Here’s another “non-recipe” method-driven supper that I make fairly often in the winter, and from time to time – such as on rainy days – during the rest of the year. It involves a few minutes of chopping and arranging, and then a good solid 45 minutes of ignoring. Then, it’s time to eat! Pour yourself a glass of wine while you lounge around and supper cooks itself. If you're feeling ambitious, you could make a salad during this time.
Chicken & Veggie One Pan Supper
Preheat the oven to 400 F.
Two serving-sized pieces of bone-in, skin-on chicken. Breasts are fine, but I like to use the moister leg-with-thigh-attached. You could also use a package of four or six thighs.

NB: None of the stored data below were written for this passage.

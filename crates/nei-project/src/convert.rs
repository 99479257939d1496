//! Conversion from a validated [`RunDef`] to engine inputs.

use crate::schema::{ProfileDef, RateSourceDef, RunDef};
use crate::validate::resolve_element;
use crate::{ProjectResult, validate_run};
use nei_atomic::{HydrogenicRates, RateCatalog, RateSource};
use nei_sim::{Profile, RunConfig};
use std::path::Path;

fn profile(what: &'static str, def: &ProfileDef) -> ProjectResult<Profile> {
    Ok(match def {
        ProfileDef::Constant { value } => Profile::Constant(*value),
        ProfileDef::Sampled { times, values } => {
            Profile::sampled(what, times.clone(), values.clone()).map_err(nei_sim::SimError::from)?
        }
    })
}

/// Build the run configuration. Physical checks happen in `RunConfig::build`.
pub fn to_config(run: &RunDef) -> ProjectResult<RunConfig> {
    validate_run(run)?;
    let mut builder = RunConfig::builder()
        .temperature(profile("temperature", &run.temperature)?)
        .density_scale(profile("density_scale", &run.density_scale)?)
        .dt(run.dt);
    for def in &run.elements {
        let element = resolve_element(&def.element)?;
        builder = builder.element(element, def.abundance);
        if let Some(f) = &def.initial_fractions {
            builder = builder.initial_fractions(element, f.clone());
        }
    }
    if let Some(t) = run.time_start {
        builder = builder.time_start(t);
    }
    if let Some(t) = run.time_max {
        builder = builder.time_max(t);
    }
    if let Some(n) = run.max_steps {
        builder = builder.max_steps(n);
    }
    if let Some(tol) = run.tol {
        builder = builder.tol(tol);
    }
    if let Some(tol) = run.final_tol {
        builder = builder.final_tol(tol);
    }
    Ok(builder.build()?)
}

/// Open the rate source named by the run. Relative catalog paths are
/// resolved against `base_dir`.
pub fn rate_source(run: &RunDef, base_dir: &Path) -> ProjectResult<Box<dyn RateSource>> {
    let source: Box<dyn RateSource> = match &run.rates {
        RateSourceDef::Hydrogenic {
            log_t_min,
            log_t_max,
            nodes,
        } => Box::new(HydrogenicRates::with_log_grid(*log_t_min, *log_t_max, *nodes)),
        RateSourceDef::Catalog { path } => {
            let path = Path::new(path);
            let full = if path.is_relative() {
                base_dir.join(path)
            } else {
                path.to_path_buf()
            };
            Box::new(RateCatalog::from_json_file(&full)?)
        }
    };
    Ok(source)
}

Two cups of hardy vegetables, cut into chunks. Or more, if you can fit them in.
Get a large, oven-proof pan or casserole dish. Spritz lightly with canola oil. Place your chicken pieces, spaced evenly, in the dish. Tumble the chopped veggies in around the pieces of chicken, making sure they are in a single layer. Spritz the whole dish, including the tops of the chicken pieces, very lightly with canola oil. Sprinkle with salt, and add whatever other herbs you might like. I currently fancy ground cumin, smoked paprika, and a little oregano. The herbs will stick to the lightly oiled surface of the chicken and veggies.

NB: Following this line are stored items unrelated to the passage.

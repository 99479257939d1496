//! Run-definition schema.

use serde::{Deserialize, Serialize};

#[derive(Debug, Clone, Serialize, Deserialize, PartialEq)]
pub struct RunDef {
    #[serde(default)]
    pub version: u32,
    pub name: String,
    pub elements: Vec<ElementDef>,
    pub temperature: ProfileDef,
    pub density_scale: ProfileDef,
    #[serde(default, skip_serializing_if = "Option::is_none")]
    pub time_start: Option<f64>,
    #[serde(default, skip_serializing_if = "Option::is_none")]
    pub time_max: Option<f64>,
    pub dt: f64,
    #[serde(default, skip_serializing_if = "Option::is_none")]
    pub max_steps: Option<usize>,
    #[serde(default, skip_serializing_if = "Option::is_none")]
    pub tol: Option<f64>,
    #[serde(default, skip_serializing_if = "Option::is_none")]
    pub final_tol: Option<f64>,
    #[serde(default)]
    pub rates: RateSourceDef,
}

#[derive(Debug, Clone, Serialize, Deserialize, PartialEq)]
pub struct ElementDef {
    /// Symbol, name or atomic number as text ("O", "oxygen", "8").
    pub element: String,
    /// Number density relative to hydrogen.
    pub abundance: f64,
    #[serde(default, skip_serializing_if = "Option::is_none")]
    pub initial_fractions: Option<Vec<f64>>,
}

/// Electron temperature (K) or hydrogen density (cm^-3) over time (s).
#[derive(Debug, Clone, Serialize, Deserialize, PartialEq)]
#[serde(tag = "type")]
pub enum ProfileDef {
    Constant { value: f64 },
    Sampled { times: Vec<f64>, values: Vec<f64> },
}

#[derive(Debug, Clone, Serialize, Deserialize, PartialEq)]
#[serde(tag = "type")]
pub enum RateSourceDef {
    Hydrogenic {
        #[serde(default = "default_log_t_min")]
        log_t_min: f64,
        #[serde(default = "default_log_t_max")]
        log_t_max: f64,
        #[serde(default = "default_nodes")]
        nodes: usize,
    },
    /// JSON catalog, relative paths resolved against the run file.
    Catalog { path: String },
}

impl Default for RateSourceDef {
    fn default() -> Self {
        RateSourceDef::Hydrogenic {
            log_t_min: default_log_t_min(),
            log_t_max: default_log_t_max(),
            nodes: default_nodes(),
        }
    }
}

fn default_log_t_min() -> f64 {
    4.0
}

fn default_log_t_max() -> f64 {
    9.0
}

fn default_nodes() -> usize {
    501
}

Put the pan in the oven, uncovered, and allow to cook for 45 minutes. Dish up and enjoy!
The vegetables will shrink a little as they cook, so you want to make sure you start with lots.
What kind of vegetables work for this?
Potatoes
Sweet Potatoes
Carrots
Cherry tomatoes (pierce them, but leave them whole)
Mushrooms (cut in half)
Fennel bulb, sliced or chunked
Garlic cloves, whole and peeled
Brussels Sprouts (really! Cut them in half, though)
Parsnips
Pearl onions
I confess that I love the whole roasted garlic cloves so much that I usually go crazy and put a lot of them in. No complaints, so far.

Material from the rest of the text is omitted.